Stored data
____

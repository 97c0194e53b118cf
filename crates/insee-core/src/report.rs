//! Rows returned by the read-only reports.
//!
//! Populations and surfaces are `f64` because the statistics table stores
//! generic numeric values.

use serde::{Deserialize, Serialize};

/// A department of a region with its seat commune.
#[derive(Debug, Clone, PartialEq, Serialize, Deserialize)]
pub struct DepartementSummary {
  pub code:      String,
  pub name:      String,
  pub chef_lieu: Option<String>,
}

#[derive(Debug, Clone, PartialEq, Serialize, Deserialize)]
pub struct CommunePopulation {
  pub code:       String,
  pub name:       String,
  pub population: f64,
}

/// Population change of a region between two census years.
#[derive(Debug, Clone, PartialEq, Serialize, Deserialize)]
pub struct RegionGrowth {
  pub region:      String,
  pub pop_start:   f64,
  pub pop_end:     f64,
  /// Percent, rounded to two decimals; `None` when the start population is 0.
  pub growth_rate: Option<f64>,
}

#[derive(Debug, Clone, PartialEq, Serialize, Deserialize)]
pub struct RegionPopulation {
  pub code:       String,
  pub name:       String,
  pub population: f64,
}

/// The most and least populated regions.
#[derive(Debug, Clone, PartialEq, Serialize, Deserialize)]
pub struct RegionExtremes {
  pub most:  Option<RegionPopulation>,
  pub least: Option<RegionPopulation>,
}

#[derive(Debug, Clone, PartialEq, Serialize, Deserialize)]
pub struct RankedCommune {
  pub commune:     String,
  pub departement: String,
  pub population:  f64,
}

#[derive(Debug, Clone, PartialEq, Serialize, Deserialize)]
pub struct CommuneEvolution {
  pub commune:     String,
  pub departement: String,
  pub pop_start:   f64,
  pub pop_end:     f64,
  pub evolution:   f64,
}

#[derive(Debug, Clone, PartialEq, Serialize, Deserialize)]
pub struct DepartementDensity {
  pub departement: String,
  /// Inhabitants per km², rounded to two decimals.
  pub density:     f64,
}

// ─── Verification ────────────────────────────────────────────────────────────

/// Row counts per table after an import.
#[derive(Debug, Clone, Default, PartialEq, Eq, Serialize, Deserialize)]
pub struct TableCounts {
  pub regions:                 u64,
  pub departements:            u64,
  pub communes:                u64,
  pub chefs_lieux_region:      u64,
  pub chefs_lieux_departement: u64,
  pub statistic_types:         u64,
  pub statistics:              u64,
}

#[derive(Debug, Clone, PartialEq, Eq, Serialize, Deserialize)]
pub struct RegionSeat {
  pub region_code: String,
  pub region:      String,
  pub commune:     String,
}

#[derive(Debug, Clone, Default, PartialEq, Eq, Serialize, Deserialize)]
pub struct DatabaseSummary {
  pub counts:       TableCounts,
  /// A handful of region seats, to eyeball the chef-lieu links.
  pub sample_seats: Vec<RegionSeat>,
}

/// A row that breaks a reference between tables or a uniqueness rule.
#[derive(Debug, Clone, PartialEq, Eq, Serialize, Deserialize)]
pub struct IntegrityViolation {
  pub table:  String,
  pub rowid:  Option<i64>,
  pub reason: String,
}
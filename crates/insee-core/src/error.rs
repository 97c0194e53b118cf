//! Error types for `insee-core`.

use thiserror::Error;

#[derive(Debug, Error)]
pub enum Error {
  #[error("invalid region code: {0:?}")]
  InvalidRegionCode(String),

  #[error("invalid department code: {0:?}")]
  InvalidDepartementCode(String),

  #[error("invalid commune code: {0:?}")]
  InvalidCommuneCode(String),

  #[error("unknown commune type: {0:?}")]
  UnknownCommuneKind(String),

  #[error("not a number: {0:?}")]
  InvalidNumber(String),

  #[error("no census population is recorded for year {0}")]
  UnknownCensusYear(i32),
}

pub type Result<T, E = Error> = std::result::Result<T, E>;
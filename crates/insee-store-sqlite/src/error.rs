//! Error type for `insee-store-sqlite`.

use std::path::PathBuf;

use thiserror::Error;

#[derive(Debug, Error)]
pub enum Error {
  #[error("core error: {0}")]
  Core(#[from] insee_core::Error),

  #[error("csv error: {0}")]
  Csv(#[from] insee_csv::Error),

  #[error("database error: {0}")]
  Database(#[from] tokio_rusqlite::Error),

  #[error("sqlite error: {0}")]
  Sqlite(#[from] rusqlite::Error),

  #[error("input file not found: {0:?}")]
  MissingFile(PathBuf),

  /// A reference file row with a malformed code or missing field.
  #[error("{file}:{line}: {source}")]
  Record {
    file:   String,
    line:   u64,
    #[source]
    source: insee_core::Error,
  },

  #[error("{count} row(s) of {table} reference a missing parent")]
  ForeignKeyViolation { table: &'static str, count: usize },

  #[error("integrity checks cannot be suspended inside an open transaction")]
  TransactionOpen,
}

pub type Result<T, E = Error> = std::result::Result<T, E>;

____

(PROBLEM STATEMENT):
Could you write out all the entries word for word?

(TASK ANSWER):
repository 97c0194e53b118cf
filename crates/insee-core/src/report.rs
//! Rows returned by the read-only reports.
//!
//! Populations and surfaces are `f64` because the statistics table stores
//! generic numeric values.

use serde::{Deserialize, Serialize};

/// A department of a region with its seat commune.
#[derive(Debug, Clone, PartialEq, Serialize, Deserialize)]
pub struct DepartementSummary {
  pub code:      String,
  pub name:      String,
  pub chef_lieu: Option<String>,
}

#[derive(Debug, Clone, PartialEq, Serialize, Deserialize)]
pub struct CommunePopulation {
  pub code:       String,
  pub name:       String,
  pub population: f64,
}

/// Population change of a region between two census years.
#[derive(Debug, Clone, PartialEq, Serialize, Deserialize)]
pub struct RegionGrowth {
  pub region:      String,
  pub pop_start:   f64,
  pub pop_end:     f64,
  /// Percent, rounded to two decimals; `None` when the start population is 0.
  pub growth_rate: Option<f64>,
}

#[derive(Debug, Clone, PartialEq, Serialize, Deserialize)]
pub struct RegionPopulation {
  pub code:       String,
  pub name:       String,
  pub population: f64,
}

/// The most and least populated regions.
#[derive(Debug, Clone, PartialEq, Serialize, Deserialize)]
pub struct RegionExtremes {
  pub most:  Option<RegionPopulation>,
  pub least: Option<RegionPopulation>,
}

#[derive(Debug, Clone, PartialEq, Serialize, Deserialize)]
pub struct RankedCommune {
  pub commune:     String,
  pub departement: String,
  pub population:  f64,
}

#[derive(Debug, Clone, PartialEq, Serialize, Deserialize)]
pub struct CommuneEvolution {
  pub commune:     String,
  pub departement: String,
  pub pop_start:   f64,
  pub pop_end:     f64,
  pub evolution:   f64,
}

#[derive(Debug, Clone, PartialEq, Serialize, Deserialize)]
pub struct DepartementDensity {
  pub departement: String,
  /// Inhabitants per km², rounded to two decimals.
  pub density:     f64,
}

// ─── Verification ────────────────────────────────────────────────────────────

/// Row counts per table after an import.
#[derive(Debug, Clone, Default, PartialEq, Eq, Serialize, Deserialize)]
pub struct TableCounts {
  pub regions:                 u64,
  pub departements:            u64,
  pub communes:                u64,
  pub chefs_lieux_region:      u64,
  pub chefs_lieux_departement: u64,
  pub statistic_types:         u64,
  pub statistics:              u64,
}

#[derive(Debug, Clone, PartialEq, Eq, Serialize, Deserialize)]
pub struct RegionSeat {
  pub region_code: String,
  pub region:      String,
  pub commune:     String,
}

#[derive(Debug, Clone, Default, PartialEq, Eq, Serialize, Deserialize)]
pub struct DatabaseSummary {
  pub counts:       TableCounts,
  /// A handful of region seats, to eyeball the chef-lieu links.
  pub sample_seats: Vec<RegionSeat>,
}

/// A row that breaks a reference between tables or a uniqueness rule.
#[derive(Debug, Clone, PartialEq, Eq, Serialize, Deserialize)]
pub struct IntegrityViolation {
  pub table:  String,
  pub rowid:  Option<i64>,
  pub reason: String,
}
filename crates/insee-core/src/error.rs
repository 97c0194e53b118cf
//! Error types for `insee-core`.

use thiserror::Error;

#[derive(Debug, Error)]
pub enum Error {
  #[error("invalid region code: {0:?}")]
  InvalidRegionCode(String),

  #[error("invalid department code: {0:?}")]
  InvalidDepartementCode(String),

  #[error("invalid commune code: {0:?}")]
  InvalidCommuneCode(String),

  #[error("unknown commune type: {0:?}")]
  UnknownCommuneKind(String),

  #[error("not a number: {0:?}")]
  InvalidNumber(String),

  #[error("no census population is recorded for year {0}")]
  UnknownCensusYear(i32),
}

pub type Result<T, E = Error> = std::result::Result<T, E>;
filename crates/insee-store-sqlite/src/error.rs
//! Error type for `insee-store-sqlite`.

use std::path::PathBuf;

use thiserror::Error;

#[derive(Debug, Error)]
pub enum Error {
  #[error("core error: {0}")]
  Core(#[from] insee_core::Error),

  #[error("csv error: {0}")]
  Csv(#[from] insee_csv::Error),

  #[error("database error: {0}")]
  Database(#[from] tokio_rusqlite::Error),

  #[error("sqlite error: {0}")]
  Sqlite(#[from] rusqlite::Error),

  #[error("input file not found: {0:?}")]
  MissingFile(PathBuf),

  /// A reference file row with a malformed code or missing field.
  #[error("{file}:{line}: {source}")]
  Record {
    file:   String,
    line:   u64,
    #[source]
    source: insee_core::Error,
  },

  #[error("{count} row(s) of {table} reference a missing parent")]
  ForeignKeyViolation { table: &'static str, count: usize },

  #[error("integrity checks cannot be suspended inside an open transaction")]
  TransactionOpen,
}

pub type Result<T, E = Error> = std::result::Result<T, E>;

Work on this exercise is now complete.